- Born: Adelaide, South Australia, Australia
- Occupations: Media presenter and educator
- Children: 1
- Website: www.shelleyware.com.au

= Shelley Ware =

Australian media presenter

Shelley Ware is an Australian television presenter, primarily known for her role in sports media such as NITV's The Marngrook Footy Show.

== Early life ==
Ware is a Yankunytjatjara and Wirangu woman from Ceduna and Adelaide (Tarndanya) in South Australia. Her father, Bob Ware, was an Indigenous rights activist and the first known Aboriginal police officer in South Australia.

== Media career ==
Ware is primarily known for her role on The Marngrook Footy Show, (Note: "Marn grook" means "ball game" in the Woiwurrung language) an Australian Football League (AFL) panel show from the National Indigenous Television (NITV) channel. Marngrook was also originally a radio show before coming to television, and Ware was a presenter on the radio version as well. She left the show for some time to raise her family, before returning to the television version of Marngrook in 2010.

Ware was one of two female reporters on The Marngrook Footy Show, with the other being Leila Gurruwiwi. Ware and Gurruwiwi were field correspondents for the show. Ware's run on the show ended when it was cancelled in 2019, and later replaced with Yokayi Footy.

She also made regular appearances on the Channel 7 show, Live and Kicking, and Morning Broad on Broad Radio. She is a member of the Outersanctum podcast.

Ware hosted AFL.com's Ware2Now? and The Colour of Your Jumper.

Ware writes a fortnightly opinion column for the Koori Mail, (Note: "Koori" is a denonym for Indigenous peoples throughout parts of the states of and New South Wales.) mainly on the topic of AFL. For Koori Mail, she has also written about other subjects such as racism in Australia towards First Nations peoples, changing the date of Australia Day/Invasion Day, and news stories related to Indigenous people.

== Other ventures ==
Ware has worked as an educator for over twenty years, as well as contributing to the Australian curriculum through writing teachers' resources for many pieces of Indigenous media. She authored a textbook for primary school teachers titled Sunshine Classics Teaching Notes.
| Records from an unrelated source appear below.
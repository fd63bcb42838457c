//! Application context (`Production/Staging`, `Testing/Behat`, ...).

use std::fmt;
use std::str::FromStr;

use serde::{Deserialize, Serialize};

use crate::error::{ConfigError, ConfigResult};

/// Root context names an application may run under.
pub const ROOT_CONTEXTS: [&str; 3] = ["Development", "Production", "Testing"];

/// A slash separated deployment context whose first segment is one of
/// [`ROOT_CONTEXTS`].
///
/// The hierarchy is what the configuration pipeline layers over: for
/// `Production/Staging/Server1` it yields `Production`,
/// `Production/Staging` and `Production/Staging/Server1`, general first.
#[derive(Debug, Clone, PartialEq, Eq, Hash, Serialize, Deserialize)]
#[serde(try_from = "String", into = "String")]
pub struct ApplicationContext {
    name: String,
}

impl ApplicationContext {
    /// Parse and validate a context string.
    pub fn new(name: &str) -> ConfigResult<Self> {
        let invalid = |reason: &str| ConfigError::InvalidContext {
            context: name.to_string(),
            reason: reason.to_string(),
        };

        if name.split('/').any(str::is_empty) {
            return Err(invalid("context segments must not be empty"));
        }
        let root = name.split('/').next().unwrap_or_default();
        if !ROOT_CONTEXTS.contains(&root) {
            return Err(invalid(
                "the root context must be Development, Production or Testing",
            ));
        }

        Ok(Self {
            name: name.to_string(),
        })
    }

    pub fn development() -> Self {
        Self {
            name: "Development".to_string(),
        }
    }

    pub fn production() -> Self {
        Self {
            name: "Production".to_string(),
        }
    }

    pub fn testing() -> Self {
        Self {
            name: "Testing".to_string(),
        }
    }

    pub fn as_str(&self) -> &str {
        &self.name
    }

    /// The first segment.
    pub fn root(&self) -> &str {
        self.name.split('/').next().unwrap_or(&self.name)
    }

    /// The enclosing context, `None` for a root context.
    pub fn parent(&self) -> Option<ApplicationContext> {
        self.name.rsplit_once('/').map(|(parent, _)| ApplicationContext {
            name: parent.to_string(),
        })
    }

    /// Every context from the root down to this one.
    pub fn hierarchy(&self) -> Vec<String> {
        let mut hierarchy = Vec::new();
        let mut current = String::new();
        for segment in self.name.split('/') {
            if !current.is_empty() {
                current.push('/');
            }
            current.push_str(segment);
            hierarchy.push(current.clone());
        }
        hierarchy
    }

    pub fn is_development(&self) -> bool {
        self.root() == "Development"
    }

    pub fn is_production(&self) -> bool {
        self.root() == "Production"
    }

    pub fn is_testing(&self) -> bool {
        self.root() == "Testing"
    }

    /// Context name with `/` replaced by `_`, safe for a single path segment.
    pub fn to_path_segment(&self) -> String {
        self.name.replace('/', "_")
    }
}

impl Default for ApplicationContext {
    fn default() -> Self {
        Self::development()
    }
}

impl fmt::Display for ApplicationContext {
    fn fmt(&self, f: &mut fmt::Formatter<'_>) -> fmt::Result {
        f.write_str(&self.name)
    }
}

impl FromStr for ApplicationContext {
    type Err = ConfigError;

    fn from_str(s: &str) -> Result<Self, Self::Err> {
        Self::new(s)
    }
}

impl TryFrom<String> for ApplicationContext {
    type Error = ConfigError;

    fn try_from(value: String) -> Result<Self, Self::Error> {
        Self::new(&value)
    }
}

impl From<ApplicationContext> for String {
    fn from(context: ApplicationContext) -> Self {
        context.name
    }
}

#[cfg(test)]
mod tests {
    use super::*;

    #[test]
    fn test_parse_nested_context() {
        let context: ApplicationContext = "Production/Staging".parse().expect("should parse");
        assert_eq!(context.root(), "Production");
        assert!(context.is_production());
        assert!(!context.is_testing());
        assert_eq!(context.to_string(), "Production/Staging");
    }

    #[test]
    fn test_hierarchy_general_to_specific() {
        let context = ApplicationContext::new("Testing/System1/Worker").expect("should parse");
        assert_eq!(
            context.hierarchy(),
            vec!["Testing", "Testing/System1", "Testing/System1/Worker"]
        );
    }

    #[test]
    fn test_parent() {
        let context = ApplicationContext::new("Production/Staging").expect("should parse");
        assert_eq!(context.parent(), Some(ApplicationContext::production()));
        assert_eq!(ApplicationContext::production().parent(), None);
    }

    #[test]
    fn test_rejects_unknown_root() {
        let err = ApplicationContext::new("Staging").expect_err("should fail");
        assert!(matches!(err, ConfigError::InvalidContext { .. }));
    }

    #[test]
    fn test_rejects_empty_segments() {
        for name in ["", "Production/", "Production//Staging", "/Production"] {
            assert!(ApplicationContext::new(name).is_err(), "{name:?} should fail");
        }
    }

    #[test]
    fn test_path_segment() {
        let context = ApplicationContext::new("Testing/Behat").expect("should parse");
        assert_eq!(context.to_path_segment(), "Testing_Behat");
    }

    #[test]
    fn test_serde_round_trip_validates() {
        let json = serde_json::to_string(&ApplicationContext::testing()).expect("serialize");
        assert_eq!(json, "\"Testing\"");
        let bad: Result<ApplicationContext, _> = serde_json::from_str("\"Nope\"");
        assert!(bad.is_err());
    }
}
She also wrote a short story for the children's comedic fiction anthology book, Total Quack Up Again.

== Advocacy ==
Ware is a Lifetime Ambassador of the Indigenous Literacy Foundation (ILF), an Australian charity which supports and advocates for better literacy outcomes for Indigenous people. She is involved in the ILF's Creative Initiative, which offers week-long writing and illustration workshops for high school students, at the end of which they complete and publish their own book.

Ware is a member of the Carlton Football Club's Reconciliation Action Plan (RAP) committee. The Carlton RAP aims to encourage acceptance and support of Indigenous Australians' cultures, histories and communities, as well as forming an anti-racism policy within the club, combating racism in Australian rules football.

== Awards and honours ==
In 2019, Ware was the recipient of the Essendon Football Club's Fujitsu General Football Woman of the Year award, presented by the Essendon Women’s Network. She was honoured for her two decades of contributions to AFL and advocacy for women and Indigenous people in sport.

== Personal life ==
Ware is married to her husband, Steven, and has one son. They now live in Melbourne (Naarm), Victoria.